Eyrefield Stakes
- Class: Group 3
- Location: Leopardstown County Dublin, Ireland
- Race type: Flat / Thoroughbred
- Website: Leopardstown

Race information
- Distance: 1m 1f (1,811 metres)
- Surface: Turf
- Track: Left-handed
- Qualification: Two-year-olds
- Weight: 9 st 3 lb Allowances 3 lb for fillies Penalties 7 lb for Group 1 winners 5 lb for Group 2 win or 2 Group 3 wins 3 lb for Group 3 winners
- Purse: €50,000 (2020) 1st: €29,500

= Eyrefield Stakes =

Flat horse race in Ireland

The Eyrefield Stakes is a Group 3 flat horse race in Ireland open to two-year-old thoroughbreds. It is run at Leopardstown over a distance of 1 mile and 1 furlong (1,811 metres), and it is scheduled to take place each year in October or November.
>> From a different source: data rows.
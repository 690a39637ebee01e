//! Retry with exponential back-off and jitter
//!
//! A request gets a fixed number of total attempts. Errors that a fresh
//! attempt cannot fix (see [`RippleError::is_retryable`]) end the request at once.

use crate::config::CrawlerConfig;
use crate::RippleError;
use std::future::Future;
use std::time::Duration;

/// Upper bound on a single back-off sleep
const MAX_BACKOFF: Duration = Duration::from_secs(60);

/// How many attempts a request gets and how long to wait between them
#[derive(Debug, Clone, Copy, PartialEq, Eq)]
pub struct RetryPolicy {
    /// Total attempts, including the first
    pub max_attempts: u32,

    /// Back-off after the first failed attempt; doubles after each further failure
    pub base_backoff: Duration,
}

/// The last error of a request that ran out of attempts
#[derive(Debug)]
pub struct Exhausted {
    pub attempts: u32,
    pub error: RippleError,
}

impl RetryPolicy {
    pub fn from_config(config: &CrawlerConfig) -> Self {
        Self {
            max_attempts: config.max_retries,
            base_backoff: Duration::from_millis(config.retry_backoff_ms),
        }
    }

    /// Back-off before the attempt following failure number `failures`
    ///
    /// `base × 2^(failures-1)`, capped, then scaled by a random factor in
    /// `[0.75, 1.25)`.
    pub fn backoff(&self, failures: u32) -> Duration {
        let exponent = failures.saturating_sub(1).min(10);
        let computed = self.base_backoff.saturating_mul(1u32 << exponent);
        computed
            .min(MAX_BACKOFF)
            .mul_f64(rand::random_range(0.75..1.25))
    }
}

/// Runs `operation` until it succeeds, fails with a non-retryable error, or
/// the policy's attempts are used up
///
/// # Arguments
///
/// * `policy` - Attempt budget and back-off
/// * `url` - The request URL, for logging
/// * `operation` - Called with the 1-based attempt number
///
/// # Returns
///
/// * `Ok(T)` - The first successful attempt's value
/// * `Err(Exhausted)` - The last error and how many attempts were made
pub async fn with_retries<T, F, Fut>(
    policy: &RetryPolicy,
    url: &str,
    mut operation: F,
) -> Result<T, Exhausted>
where
    F: FnMut(u32) -> Fut,
    Fut: Future<Output = Result<T, RippleError>>,
{
    let max_attempts = policy.max_attempts.max(1);
    let mut attempt = 1;

    loop {
        match operation(attempt).await {
            Ok(value) => return Ok(value),
            Err(error) => {
                if !error.is_retryable() || attempt >= max_attempts {
                    return Err(Exhausted {
                        attempts: attempt,
                        error,
                    });
                }

                let delay = policy.backoff(attempt);
                tracing::warn!(
                    url,
                    attempt,
                    max_attempts,
                    delay_ms = delay.as_millis() as u64,
                    error = %error,
                    "Request failed, retrying after back-off"
                );
                tokio::time::sleep(delay).await;
                attempt += 1;
            }
        }
    }
}
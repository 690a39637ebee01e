//! Statistics generation from the record database
//!
//! This module provides functionality for extracting and displaying
//! run and record statistics from the storage layer.

use crate::storage::{RunRecord, Storage};
use crate::RippleError;

/// Number of categories listed in the statistics report
pub const TOP_CATEGORY_LIMIT: usize = 10;

/// Record database statistics
#[derive(Debug, Clone)]
pub struct CrawlStatistics {
    /// Most recent run, if any run was started
    pub latest_run: Option<RunRecord>,

    /// Stored business records across all runs
    pub total_records: u64,

    /// Distinct listing URLs across all runs
    pub unique_businesses: u64,

    pub average_rating: Option<f64>,

    /// Most frequent categories and their record counts
    pub top_categories: Vec<(String, u64)>,

    /// Failed requests of the latest run
    pub latest_run_failures: usize,
}

/// Loads statistics from storage
///
/// # Arguments
///
/// * `storage` - The storage backend to query
///
/// # Returns
///
/// * `Ok(CrawlStatistics)` - Successfully loaded statistics
/// * `Err(RippleError)` - Failed to query statistics
pub fn load_statistics(storage: &dyn Storage) -> Result<CrawlStatistics, RippleError> {
    let latest_run = storage.get_latest_run()?;
    let latest_run_failures = match &latest_run {
        Some(run) => storage.get_failed_requests(run.id)?.len(),
        None => 0,
    };

    Ok(CrawlStatistics {
        latest_run,
        total_records: storage.count_businesses()?,
        unique_businesses: storage.count_unique_businesses()?,
        average_rating: storage.average_rating()?,
        top_categories: storage.top_categories(TOP_CATEGORY_LIMIT)?,
        latest_run_failures,
    })
}

/// Prints statistics to stdout in a formatted manner
///
/// # Arguments
///
/// * `stats` - The statistics to display
pub fn print_statistics(stats: &CrawlStatistics) {
    println!("=== Listing Statistics ===\n");

    println!("Overview:");
    println!("  Records stored: {}", stats.total_records);
    println!("  Unique businesses: {}", stats.unique_businesses);
    match stats.average_rating {
        Some(rating) => println!("  Average rating: {:.2}", rating),
        None => println!("  Average rating: n/a"),
    }
    println!();

    if let Some(run) = &stats.latest_run {
        println!("Latest Run (#{}):", run.id);
        println!("  Search: {} in {}", run.search_query, run.location);
        println!("  Status: {}", run.status.to_db_string());
        println!("  Started: {}", run.started_at);
        if let Some(finished) = &run.finished_at {
            println!("  Finished: {}", finished);
        }
        println!("  Businesses enqueued: {}", run.counts.businesses_enqueued);
        println!("  Unique businesses seen this run: {}", run.counts.unique_seen);
        println!("  Records emitted: {}", run.counts.records_emitted);
        println!("  Failed requests: {}", stats.latest_run_failures);
        println!();
    }

    if !stats.top_categories.is_empty() {
        println!("Top Categories:");
        for (category, count) in &stats.top_categories {
            let percentage = if stats.total_records > 0 {
                (*count as f64 / stats.total_records as f64) * 100.0
            } else {
                0.0
            };
            println!("  {}: {} ({:.1}%)", category, count, percentage);
        }
    }
}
The event was formerly titled the Old Connell Race, and it used to be held at the Curragh. It became known as the Eyrefield Race in 1990. It was transferred to Leopardstown in 1995, and from this point it was called the Eyrefield Stakes. It was upgraded from Listed to Group 3 status in 2017.

==Records==

Leading jockey since 1988 (6 wins):
- Michael Kinane – Beyond the Lake (1988), Sinissipi (1992), On the Nile (2001), Yesterday (2002), Mikado (2003), Mourayan (2008)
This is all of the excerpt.